Special Briefing - Addressing the Housing Crisis: Innovative Solutions from Across America
This Special Briefing was centered on what the nation can do to alleviate housing shortages — one of the most critical issues facing the US economy in 2026. From repurposing underused office buildings and shopping centers to making sweeping changes in zoning, cities from coast to coast are taking concrete steps to increase housing construction. Speakers included Hannah Blitzer, Housing Sector Lead, S&P Global Ratings; Eric Goldywn, Program Director and Clinical Assistant Professor, Transportation and Land-Use, Marron Institute of Urban Management, New York University; Laurie Goodman, Institute Fellow and Founder of the Housing Finance Policy Center, The Urban Institute; and Paul Steenhausen, Principal Fiscal & Policy Analyst, California Legislative Analyst's Office.
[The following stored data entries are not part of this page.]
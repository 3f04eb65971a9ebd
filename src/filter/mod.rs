pub mod kalman;
mod kalman_common;
pub mod traits;

pub use kalman::{Estimate, KalmanFilter};
pub use traits::*;
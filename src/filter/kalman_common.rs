use crate::error::{ModelError, Result, ShapeExpectation};
use cauchy::Scalar;
use num_traits::ToPrimitive;
use ndarray::linalg::general_mat_mul;
use ndarray::{Array2, ArrayBase, Data, Ix1, Ix2};
use ndarray_linalg::{Factorize, Lapack, ReciprocalConditionNum, Solve};

/// Smallest reciprocal condition number accepted for the innovation covariance.
pub(in crate) const RCOND_TOLERANCE: f64 = f64::EPSILON;

/// Computes `lhs * mid * lhsᵗ + add`.
pub(in crate) fn quadratic_form_add<A, S1, S2, S3>(
    lhs: &ArrayBase<S1, Ix2>,
    mid: &ArrayBase<S2, Ix2>,
    add: &ArrayBase<S3, Ix2>,
) -> Array2<A>
where
    A: Scalar + Lapack,
    S1: Data<Elem = A>,
    S2: Data<Elem = A>,
    S3: Data<Elem = A>,
{
    let left_intermediate = lhs.dot(mid);
    let mut output = add.to_owned();
    general_mat_mul(A::one(), &left_intermediate, &lhs.t(), A::one(), &mut output);
    output
}

/// Computes `lhs * divisor⁻¹` without forming the inverse.
///
/// Each row `x` of the quotient solves `divisorᵗ * xᵗ = lhs_rowᵗ` against a single LU
/// factorisation of `divisorᵗ`. A divisor that cannot be factorised, or whose reciprocal
/// condition number falls below `RCOND_TOLERANCE`, is reported as a singular innovation
/// covariance.
pub(in crate) fn right_divide<A, S1, S2>(
    lhs: &ArrayBase<S1, Ix2>,
    divisor: &ArrayBase<S2, Ix2>,
) -> Result<Array2<A>>
where
    A: Scalar + Lapack,
    S1: Data<Elem = A>,
    S2: Data<Elem = A>,
{
    let factorized = divisor
        .t()
        .factorize()
        .map_err(|_| ModelError::SingularInnovationCovariance { rcond: None })?;
    let rcond = factorized
        .rcond()
        .map_err(|_| ModelError::SingularInnovationCovariance { rcond: None })?;
    // Also rejects a NaN condition number.
    if !(rcond >= A::real(RCOND_TOLERANCE)) {
        return Err(ModelError::SingularInnovationCovariance {
            rcond: rcond.to_f64(),
        });
    }

    let mut quotient = Array2::zeros(lhs.raw_dim());
    for (mut destination, source) in quotient.outer_iter_mut().zip(lhs.outer_iter()) {
        destination.assign(&factorized.solve(&source)?);
    }
    Ok(quotient)
}

pub(in crate) fn check_len<A, S>(
    name: &'static str,
    vector: &ArrayBase<S, Ix1>,
    expected: usize,
) -> Result<()>
where
    S: Data<Elem = A>,
{
    if vector.len() != expected {
        return Err(ModelError::invalid_shape(
            name,
            ShapeExpectation::Length(expected),
            vector.shape(),
        ));
    }
    Ok(())
}

pub(in crate) fn check_shape<A, S>(
    name: &'static str,
    matrix: &ArrayBase<S, Ix2>,
    expected: (usize, usize),
) -> Result<()>
where
    S: Data<Elem = A>,
{
    if matrix.dim() != expected {
        return Err(ModelError::invalid_shape(
            name,
            ShapeExpectation::Exactly(expected.0, expected.1),
            matrix.shape(),
        ));
    }
    Ok(())
}

pub(in crate) fn check_square<A, S>(name: &'static str, matrix: &ArrayBase<S, Ix2>) -> Result<()>
where
    S: Data<Elem = A>,
{
    let (rows, cols) = matrix.dim();
    if rows != cols {
        return Err(ModelError::invalid_shape(
            name,
            ShapeExpectation::Square,
            matrix.shape(),
        ));
    }
    Ok(())
}
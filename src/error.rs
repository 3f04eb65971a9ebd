//! Error types returned by model construction and estimation.

use ndarray_linalg::error::LinalgError;
use std::fmt;
use thiserror::Error;

/// Shape a matrix argument was required to have.
#[derive(Debug, Clone, Copy, PartialEq, Eq)]
pub enum ShapeExpectation {
    /// Exactly `rows x cols`
    Exactly(usize, usize),
    /// Given number of rows, any number of columns
    Rows(usize),
    /// Given number of columns, any number of rows
    Columns(usize),
    /// A single column
    ColumnVector,
    /// A single column or a square matrix
    ColumnVectorOrSquare,
    /// Any square matrix
    Square,
    /// One-dimensional array of given length
    Length(usize),
}

impl fmt::Display for ShapeExpectation {
    fn fmt(&self, f: &mut fmt::Formatter<'_>) -> fmt::Result {
        match self {
            ShapeExpectation::Exactly(rows, cols) => write!(f, "({}, {})", rows, cols),
            ShapeExpectation::Rows(rows) => write!(f, "({}, _)", rows),
            ShapeExpectation::Columns(cols) => write!(f, "(_, {})", cols),
            ShapeExpectation::ColumnVector => write!(f, "(_, 1)"),
            ShapeExpectation::ColumnVectorOrSquare => write!(f, "(k, 1) or (k, k)"),
            ShapeExpectation::Square => write!(f, "(k, k)"),
            ShapeExpectation::Length(len) => write!(f, "({},)", len),
        }
    }
}

#[derive(Debug, Error)]
pub enum ModelError {
    #[error("invalid shape for `{matrix}`: expected {expected}, got {actual:?}")]
    InvalidShape {
        matrix: &'static str,
        expected: ShapeExpectation,
        actual: Vec<usize>,
    },

    /// The innovation covariance could not be factorised, or is too badly conditioned
    /// for the Kalman gain solve. `rcond` is `None` when the factorisation itself failed.
    #[error("innovation covariance is singular (reciprocal condition number: {rcond:?})")]
    SingularInnovationCovariance { rcond: Option<f64> },

    #[error("{noise} noise covariance is not positive semidefinite (eigenvalue {eigenvalue})")]
    NotPositiveSemidefinite {
        noise: &'static str,
        eigenvalue: f64,
    },

    /// A full covariance differs from its (conjugate) transpose by more than round-off.
    /// `deviation` is the largest absolute difference between mirrored entries.
    #[error("{noise} noise covariance is not symmetric (largest mismatch {deviation})")]
    AsymmetricCovariance {
        noise: &'static str,
        deviation: f64,
    },

    #[error(transparent)]
    Linalg(#[from] LinalgError),
}

impl ModelError {
    pub(crate) fn invalid_shape(
        matrix: &'static str,
        expected: ShapeExpectation,
        actual: &[usize],
    ) -> Self {
        ModelError::InvalidShape {
            matrix,
            expected,
            actual: actual.to_vec(),
        }
    }

    /// True for any shape mismatch, regardless of which argument caused it.
    pub fn is_invalid_shape(&self) -> bool {
        matches!(self, ModelError::InvalidShape { .. })
    }
}

pub type Result<T> = std::result::Result<T, ModelError>;
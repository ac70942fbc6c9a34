pub mod geocode;
pub mod ip_lookup;
pub mod position;
pub mod present;
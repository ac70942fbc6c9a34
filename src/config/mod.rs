use anyhow::{anyhow, Result};
use ecp_entities::geo::{Distance, MapPoint};
use ecp_gateways::DEFAULT_IP_LOOKUP_URL;
use std::{
    env, fs,
    io::ErrorKind,
    path::{Path, PathBuf},
    time::Duration,
};

mod raw;

const DEFAULT_CONFIG_FILE_NAME: &str = "ecoponto.toml";

const ENV_NAME_API_URL: &str = "ECOPONTO_API_URL";

const DEFAULT_GPS_TIMEOUT: Duration = Duration::from_secs(10);
const DEFAULT_RADIUS_KM: f64 = 5.0;

pub struct Config {
    pub api: Api,
    pub store: Store,
    pub locate: Locate,
    pub search: Search,
}

impl Config {
    pub fn try_load_from_file_or_default<P: AsRef<Path>>(file_path: Option<P>) -> Result<Self> {
        let file_path: &Path = file_path.as_ref().map(|p| p.as_ref()).unwrap_or_else(|| {
            log::info!("No configuration file specified. load {DEFAULT_CONFIG_FILE_NAME}");
            Path::new(DEFAULT_CONFIG_FILE_NAME)
        });

        let raw_config = match fs::read_to_string(file_path) {
            Ok(cfg_string) => toml::from_str(&cfg_string)?,
            Err(err) => match err.kind() {
                ErrorKind::NotFound => {
                    log::info!(
                        "{} not found => load default configuration.",
                        file_path.display()
                    );
                    Ok(raw::Config::default())
                }
                _ => Err(err),
            }?,
        };
        let mut cfg = Self::try_from(raw_config)?;
        if let Ok(api_url) = env::var(ENV_NAME_API_URL) {
            cfg.api.url = normalized_url(&api_url);
        }
        Ok(cfg)
    }
}

pub struct Api {
    /// Base URL of the community backend.
    pub url: String,
}

pub struct Store {
    /// JSON export of the registered collection points.
    pub points_file: PathBuf,
}

pub struct Locate {
    pub ip_fallback: bool,
    pub ip_lookup_url: String,
    pub gps_timeout: Duration,
    /// Stand-in device position for hosts without a geolocation service.
    pub position: Option<MapPoint>,
}

pub struct Search {
    pub radius: Distance,
}

fn normalized_url(url: &str) -> String {
    url.trim_end_matches('/').to_string()
}

impl TryFrom<raw::Config> for Config {
    type Error = anyhow::Error;
    fn try_from(from: raw::Config) -> Result<Self> {
        let raw::Config {
            api,
            store,
            locate,
            search,
        } = from;

        let raw::Api { url } = api.unwrap_or_default();
        let api = Api {
            url: normalized_url(&url),
        };

        let raw::Store { points_file } = store.unwrap_or_default();
        let store = Store { points_file };

        let raw::Locate {
            ip_fallback,
            ip_lookup_url,
            gps_timeout,
            position,
        } = locate.unwrap_or_default();

        let position = position
            .as_deref()
            .map(str::parse::<MapPoint>)
            .transpose()
            .map_err(|err| anyhow!("Invalid fixed position: {err}"))?;

        let locate = Locate {
            ip_fallback: ip_fallback.unwrap_or(true),
            ip_lookup_url: ip_lookup_url.unwrap_or_else(|| DEFAULT_IP_LOOKUP_URL.to_string()),
            gps_timeout: gps_timeout.unwrap_or(DEFAULT_GPS_TIMEOUT),
            position,
        };

        let raw::Search { radius_km } = search.unwrap_or_default();
        let radius_km = radius_km.unwrap_or(DEFAULT_RADIUS_KM);
        if !radius_km.is_finite() || radius_km < 0.0 {
            return Err(anyhow!("Invalid search radius: {radius_km} km"));
        }
        let search = Search {
            radius: Distance::from_km(radius_km),
        };

        Ok(Self {
            api,
            store,
            locate,
            search,
        })
    }
}
use crate::geo::MapPoint;

/// How a reference location was obtained.
#[derive(Debug, Clone, Copy, PartialEq, Eq)]
pub enum LocationSource {
    Gps,
    IpLookup,
    Geocode,
}

impl LocationSource {
    pub const fn as_str(self) -> &'static str {
        match self {
            Self::Gps => "gps",
            Self::IpLookup => "ip-lookup",
            Self::Geocode => "geocode",
        }
    }
}

impl std::fmt::Display for LocationSource {
    fn fmt(&self, f: &mut std::fmt::Formatter) -> Result<(), std::fmt::Error> {
        f.write_str(self.as_str())
    }
}

/// A reference location together with its provenance.
#[derive(Debug, Clone, PartialEq)]
pub struct ResolvedLocation {
    pub pos: MapPoint,
    pub source: LocationSource,
    pub city: Option<String>,
}
use std::str::FromStr;

use serde::Deserialize;

use ecp_core::entities::*;

/// One record of the store file, as exported by the backend admin.
#[derive(Debug, Deserialize)]
pub struct PointRecord {
    pub id: String,
    pub name: String,
    #[serde(rename = "type")]
    pub kind: String,
    #[serde(default)]
    pub address: Option<String>,
    pub lat: f64,
    pub lon: f64,
}

impl PointRecord {
    /// Maps the stored record onto the domain type.
    ///
    /// `None` if the stored kind is unknown. Out-of-range coordinates
    /// degrade to the no-geodata state, like the `0,0` placeholder the
    /// exporter writes when it could not geocode the address.
    pub fn into_point(self) -> Option<CollectionPoint> {
        let Self {
            id,
            name,
            kind,
            address,
            lat,
            lon,
        } = self;
        let kind = WasteKind::from_str(&kind)
            .ok()
            .or_else(|| WasteKind::from_legacy_id(&kind))?;
        let pos = MapPoint::try_from_lat_lng_deg(lat, lon).unwrap_or_default();
        Some(CollectionPoint {
            id: id.into(),
            label: name,
            kind,
            address,
            pos,
        })
    }
}
use ecp_core::{entities::*, gateways::present::PresentationGateway};

/// Renders resolved locations and search results on standard output.
#[derive(Debug, Clone, Copy, Default)]
pub struct TerminalPresenter;

impl TerminalPresenter {
    pub fn location_resolved(&self, resolved: &ResolvedLocation) {
        match resolved.source {
            LocationSource::Gps => {
                println!("Device position: {}", resolved.pos);
            }
            LocationSource::IpLookup => {
                let city = resolved.city.as_deref().unwrap_or("unknown city");
                println!(
                    "GPS unavailable. Using the approximate IP location near {} ({})",
                    city, resolved.pos
                );
            }
            LocationSource::Geocode => match &resolved.city {
                Some(name) => println!("Address resolved to {} ({})", resolved.pos, name),
                None => println!("Address resolved to {}", resolved.pos),
            },
        }
    }
}

impl PresentationGateway for TerminalPresenter {
    fn point_filtered(&self, result: &PointFilterResult) {
        let PointFilterResult {
            point,
            distance,
            within_radius,
        } = result;
        // Points out of reach stay invisible, like on the map view.
        if !within_radius {
            return;
        }
        match distance {
            Some(d) => println!("  {} ({}) - {:.2} km", point.label, point.kind.label(), d.to_km()),
            None => println!("  {} ({})", point.label, point.kind.label()),
        }
        if let Some(address) = &point.address {
            println!("      {address}");
        }
    }

    fn kind_summarized(&self, summary: &KindSummary) {
        let KindSummary {
            kind,
            count,
            radius,
        } = summary;
        if *count > 0 {
            println!(
                "{}: {} point(s) within {} km",
                kind.label(),
                count,
                radius.to_km()
            );
        } else {
            println!("{}: no points within {} km", kind.label(), radius.to_km());
        }
        println!("    {}", kind.hint());
    }
}
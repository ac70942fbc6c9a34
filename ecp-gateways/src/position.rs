use async_trait::async_trait;

use ecp_core::gateways::position::{DevicePositionGateway, PositionError, PositionRequest};
use ecp_entities::geo::MapPoint;

/// Stands in for a positioning device.
///
/// A terminal host has no geolocation service, so the coordinate comes
/// from configuration or the command line. Without one every request
/// fails like a browser with location services switched off.
#[derive(Debug, Clone, Copy, Default)]
pub struct FixedPosition {
    pos: Option<MapPoint>,
}

impl FixedPosition {
    #[must_use]
    pub const fn new(pos: Option<MapPoint>) -> Self {
        Self { pos }
    }
}

#[async_trait]
impl DevicePositionGateway for FixedPosition {
    async fn current_position(&self, _request: PositionRequest) -> Result<MapPoint, PositionError> {
        self.pos.ok_or(PositionError::Unavailable)
    }
}
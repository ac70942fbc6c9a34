use serde::de::DeserializeOwned;
use thiserror::Error;

mod public;

pub use self::public::*;

type Result<T> = std::result::Result<T, Error>;

#[derive(Debug, Clone, Error, PartialEq)]
pub enum Error {
    #[error("{0}")]
    Fetch(String),

    /// The session cookie is missing or expired.
    #[error("Authentication required")]
    Unauthorized,

    #[error("{0:?}")]
    Api(#[from] ecp_boundary::Error),
}

impl From<reqwest::Error> for Error {
    fn from(err: reqwest::Error) -> Self {
        Self::Fetch(format!("{err}"))
    }
}

pub async fn into_json<T>(response: reqwest::Response) -> Result<T>
where
    T: DeserializeOwned,
{
    if response.status() == reqwest::StatusCode::UNAUTHORIZED {
        return Err(Error::Unauthorized);
    }
    // ensure we've got 2xx status
    if response.status().is_success() {
        Ok(response.json().await?)
    } else {
        Err(response.json::<ecp_boundary::Error>().await?.into())
    }
}
#[macro_use]
extern crate log;

mod locate;
mod nearby;

pub mod prelude {
    pub use super::{locate::*, nearby::*};
}

pub mod error;

pub type Result<T> = std::result::Result<T, error::AppError>;

pub(crate) use ecp_core::{
    entities::*,
    gateways::{
        geocode::{GeoCodingGateway, GeocodedAddress},
        ip_lookup::{IpLocation, IpLookupGateway},
        position::{DevicePositionGateway, PositionError, PositionRequest},
        present::PresentationGateway,
    },
    repositories::*,
    usecases,
};

#[cfg(test)]
pub(crate) mod tests;
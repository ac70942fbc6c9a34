mod geocode;
mod ipapi;
mod position;

pub use self::{geocode::*, ipapi::*, position::*};
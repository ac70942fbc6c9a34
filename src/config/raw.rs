use duration_str::deserialize_option_duration;
use serde::Deserialize;
use std::{path::PathBuf, time::Duration};

const DEFAULT_CONFIG_FILE: &str = include_str!("ecoponto.default.toml");

#[derive(Deserialize)]
#[serde(rename_all = "kebab-case")]
pub struct Config {
    pub api: Option<Api>,
    pub store: Option<Store>,
    pub locate: Option<Locate>,
    pub search: Option<Search>,
}

impl Default for Config {
    fn default() -> Self {
        let cfg: Self = toml::from_str(DEFAULT_CONFIG_FILE).expect("Default configuration");
        cfg
    }
}

#[derive(Deserialize)]
#[serde(rename_all = "kebab-case")]
pub struct Api {
    pub url: String,
}

impl Default for Api {
    fn default() -> Self {
        Config::default().api.expect("API configuration")
    }
}

#[derive(Deserialize)]
#[serde(rename_all = "kebab-case")]
pub struct Store {
    pub points_file: PathBuf,
}

impl Default for Store {
    fn default() -> Self {
        Config::default().store.expect("Store configuration")
    }
}

#[derive(Deserialize)]
#[serde(rename_all = "kebab-case")]
pub struct Locate {
    pub ip_fallback: Option<bool>,
    pub ip_lookup_url: Option<String>,
    #[serde(default, deserialize_with = "deserialize_option_duration")]
    pub gps_timeout: Option<Duration>,
    pub position: Option<String>,
}

impl Default for Locate {
    fn default() -> Self {
        Config::default().locate.expect("Locate configuration")
    }
}

#[derive(Deserialize)]
#[serde(rename_all = "kebab-case")]
pub struct Search {
    pub radius_km: Option<f64>,
}

impl Default for Search {
    fn default() -> Self {
        Config::default().search.expect("Search configuration")
    }
}
use async_trait::async_trait;

use ecp_core::gateways::geocode::{GeoCodingGateway, GeocodeError, GeocodedAddress};
use ecp_entities::geo::MapPoint;
use ecp_frontend_api::{Error as ApiError, PublicApi};

/// Resolves addresses through the backend geocoder endpoint.
pub struct ApiGeocode {
    api: PublicApi,
}

impl ApiGeocode {
    #[must_use]
    pub const fn new(api: PublicApi) -> Self {
        Self { api }
    }
}

#[async_trait]
impl GeoCodingGateway for ApiGeocode {
    async fn resolve_address(&self, address: &str) -> Result<GeocodedAddress, GeocodeError> {
        // Not worth a round trip.
        if address.trim().is_empty() {
            return Err(GeocodeError::EmptyAddress);
        }
        let mut response = self.api.geocode(address).await.map_err(|err| match err {
            ApiError::Api(api_err) => GeocodeError::Rejected(api_err.error),
            ApiError::Fetch(_) | ApiError::Unauthorized => GeocodeError::Network(err.to_string()),
        })?;
        let display_name = response.display_name.take();
        let pos: MapPoint = response
            .try_into()
            .map_err(|err| GeocodeError::Rejected(format!("{err}")))?;
        Ok(GeocodedAddress { pos, display_name })
    }
}

#[cfg(test)]
mod tests {
    use super::*;

    #[tokio::test]
    async fn rejects_blank_addresses_without_a_request() {
        // The URL is never contacted.
        let geocode = ApiGeocode::new(PublicApi::new("http://localhost:1".to_string()));
        for address in ["", "   ", "\t\n"] {
            let err = geocode.resolve_address(address).await.unwrap_err();
            assert!(matches!(err, GeocodeError::EmptyAddress));
        }
    }
}
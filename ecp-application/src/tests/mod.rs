use std::{cell::RefCell, result::Result};

use async_trait::async_trait;

use super::*;
use ecp_core::{
    gateways::{geocode::GeocodeError, ip_lookup::IpLookupError},
    repositories::Error as RepoError,
};

pub struct DummyDevice {
    answer: Option<MapPoint>,
    hang: bool,
}

impl DummyDevice {
    pub fn fix(lat_deg: f64, lng_deg: f64) -> Self {
        Self {
            answer: Some(MapPoint::from_lat_lng_deg(lat_deg, lng_deg)),
            hang: false,
        }
    }

    pub fn denied() -> Self {
        Self {
            answer: None,
            hang: false,
        }
    }

    pub fn hanging() -> Self {
        Self {
            answer: None,
            hang: true,
        }
    }
}

#[async_trait]
impl DevicePositionGateway for DummyDevice {
    async fn current_position(&self, _request: PositionRequest) -> Result<MapPoint, PositionError> {
        if self.hang {
            tokio::time::sleep(std::time::Duration::from_secs(3600)).await;
        }
        self.answer.ok_or(PositionError::PermissionDenied)
    }
}

pub struct DummyIpLookup {
    answer: IpLocation,
}

impl DummyIpLookup {
    pub fn fix(lat_deg: f64, lng_deg: f64, city: &str) -> Self {
        Self {
            answer: IpLocation {
                pos: MapPoint::from_lat_lng_deg(lat_deg, lng_deg),
                city: Some(city.into()),
            },
        }
    }
}

#[async_trait]
impl IpLookupGateway for DummyIpLookup {
    async fn locate_own_ip(&self) -> Result<IpLocation, IpLookupError> {
        Ok(self.answer.clone())
    }
}

pub struct DummyGeocoder {
    answer: GeocodedAddress,
}

impl DummyGeocoder {
    pub fn fix(lat_deg: f64, lng_deg: f64, display_name: &str) -> Self {
        Self {
            answer: GeocodedAddress {
                pos: MapPoint::from_lat_lng_deg(lat_deg, lng_deg),
                display_name: Some(display_name.into()),
            },
        }
    }
}

#[async_trait]
impl GeoCodingGateway for DummyGeocoder {
    async fn resolve_address(&self, address: &str) -> Result<GeocodedAddress, GeocodeError> {
        if address.trim().is_empty() {
            return Err(GeocodeError::EmptyAddress);
        }
        Ok(self.answer.clone())
    }
}

pub struct DummyRepo {
    points: Vec<CollectionPoint>,
}

impl From<Vec<CollectionPoint>> for DummyRepo {
    fn from(points: Vec<CollectionPoint>) -> Self {
        Self { points }
    }
}

impl CollectionPointRepo for DummyRepo {
    fn all_collection_points(&self) -> Result<Vec<CollectionPoint>, RepoError> {
        Ok(self.points.clone())
    }
}

#[derive(Debug)]
pub enum PresentedEvent {
    Point(String),
    Kind(KindSummary),
}

#[derive(Default)]
pub struct RecordingPresenter {
    pub events: RefCell<Vec<PresentedEvent>>,
}

impl PresentationGateway for RecordingPresenter {
    fn point_filtered(&self, result: &PointFilterResult) {
        self.events
            .borrow_mut()
            .push(PresentedEvent::Point(result.point.label.clone()));
    }

    fn kind_summarized(&self, summary: &KindSummary) {
        self.events
            .borrow_mut()
            .push(PresentedEvent::Kind(*summary));
    }
}
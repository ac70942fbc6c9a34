use std::{fs::File, io::BufReader, path::Path};

use anyhow::{Context, Result as Fallible};

use ecp_core::{entities::*, repositories as repo};

mod models;

use models::PointRecord;

/// Read-only view of the collection-point JSON file that the backend
/// admin maintains.
#[derive(Debug, Clone)]
pub struct JsonFileRepo {
    points: Vec<CollectionPoint>,
}

impl JsonFileRepo {
    pub fn load(path: &Path) -> Fallible<Self> {
        let file = File::open(path)
            .with_context(|| format!("Failed to open point store {}", path.display()))?;
        let records: Vec<PointRecord> = serde_json::from_reader(BufReader::new(file))
            .with_context(|| format!("Malformed point store {}", path.display()))?;
        log::info!(
            "Loaded {} collection point(s) from {}",
            records.len(),
            path.display()
        );
        Ok(Self::from_records(records))
    }

    fn from_records(records: Vec<PointRecord>) -> Self {
        let points = records
            .into_iter()
            .filter_map(|record| {
                let id = record.id.clone();
                let kind = record.kind.clone();
                let point = record.into_point();
                if point.is_none() {
                    log::warn!("Skipping point {id} with unknown waste kind '{kind}'");
                }
                point
            })
            .collect();
        Self { points }
    }
}

impl repo::CollectionPointRepo for JsonFileRepo {
    fn all_collection_points(&self) -> Result<Vec<CollectionPoint>, repo::Error> {
        Ok(self.points.clone())
    }
}

#[cfg(test)]
mod tests {
    use super::*;
    use ecp_core::repositories::CollectionPointRepo;

    const STORE: &str = r#"[
        {
            "id": "5df31a4e-19f1-4a4e-8b02-1d2c4e9c61b0",
            "name": "EcoPonto Centro",
            "type": "vidro",
            "address": "Rua Duque de Caxias, 320 - Centro",
            "lat": -7.1195,
            "lon": -34.8450
        },
        {
            "id": "0a6f2c1d-9a1e-4a57-94ef-52cf8f2a94d2",
            "name": "EcoPonto Manaíra",
            "type": "cooking-oil",
            "address": "Av. Gov. Flávio Ribeiro Coutinho, 805 - Manaíra",
            "lat": -7.1034,
            "lon": -34.8260
        },
        {
            "id": "e4f7b7cb-61a4-4d7e-8f2f-4a9d7c5b3a10",
            "name": "EcoPonto Valentina",
            "type": "pilhas",
            "lat": 0.0,
            "lon": 0.0
        },
        {
            "id": "b2c8d9e0-f1a2-4b3c-8d4e-5f6a7b8c9d0e",
            "name": "Depósito Isopor",
            "type": "isopor",
            "lat": -7.12,
            "lon": -34.84
        }
    ]"#;

    fn repo() -> JsonFileRepo {
        let records: Vec<PointRecord> = serde_json::from_str(STORE).unwrap();
        JsonFileRepo::from_records(records)
    }

    #[test]
    fn reads_legacy_and_current_kind_ids() {
        let points = repo().all_collection_points().unwrap();
        assert_eq!(3, points.len());
        assert_eq!(WasteKind::Glass, points[0].kind);
        assert_eq!(WasteKind::CookingOil, points[1].kind);
        assert_eq!(WasteKind::Batteries, points[2].kind);
        assert_eq!("EcoPonto Centro", points[0].label);
        assert_eq!(
            Some("Rua Duque de Caxias, 320 - Centro"),
            points[0].address.as_deref()
        );
        // A record without an address is still usable.
        assert!(points[2].address.is_none());
    }

    #[test]
    fn zero_placeholder_has_no_geodata() {
        let points = repo().all_collection_points().unwrap();
        assert!(points[0].has_geodata());
        assert!(!points[2].has_geodata());
    }

    #[test]
    fn out_of_range_coordinates_have_no_geodata() {
        let record: PointRecord = serde_json::from_str(
            r#"{
                "id": "8d0e4a2b-1c3d-4e5f-9a8b-7c6d5e4f3a2b",
                "name": "Torto",
                "type": "papel",
                "lat": 123.0,
                "lon": -34.84
            }"#,
        )
        .unwrap();
        let point = record.into_point().unwrap();
        assert!(!point.has_geodata());
    }

    #[test]
    fn filters_by_kind_on_top_of_the_store() {
        let glass = repo().collection_points_by_kind(WasteKind::Glass).unwrap();
        assert_eq!(1, glass.len());
        assert_eq!(WasteKind::Glass, glass[0].kind);
    }
}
Moderated by William Glasgall, Volcker Alliance Public Finance Adviser and Penn IUR Fellow, and Susan Wachter, Co-Director of the Penn Institute for Urban Research and Wharton Professor of Real Estate and Professor of Finance, this briefing was the sixty-sixth in a series of sixty-minute online conversations featuring experts from the national research networks of the Volcker Alliance and Penn IUR, along with other leading academics, economists, and federal, state, and local leaders.
Special Briefings are made possible by funding from The Travelers Institute, the Volcker Alliance, and members of the Penn IUR Advisory Board. Recordings of the entire Special Briefings series are available on the Volcker Alliance or Penn IUR websites.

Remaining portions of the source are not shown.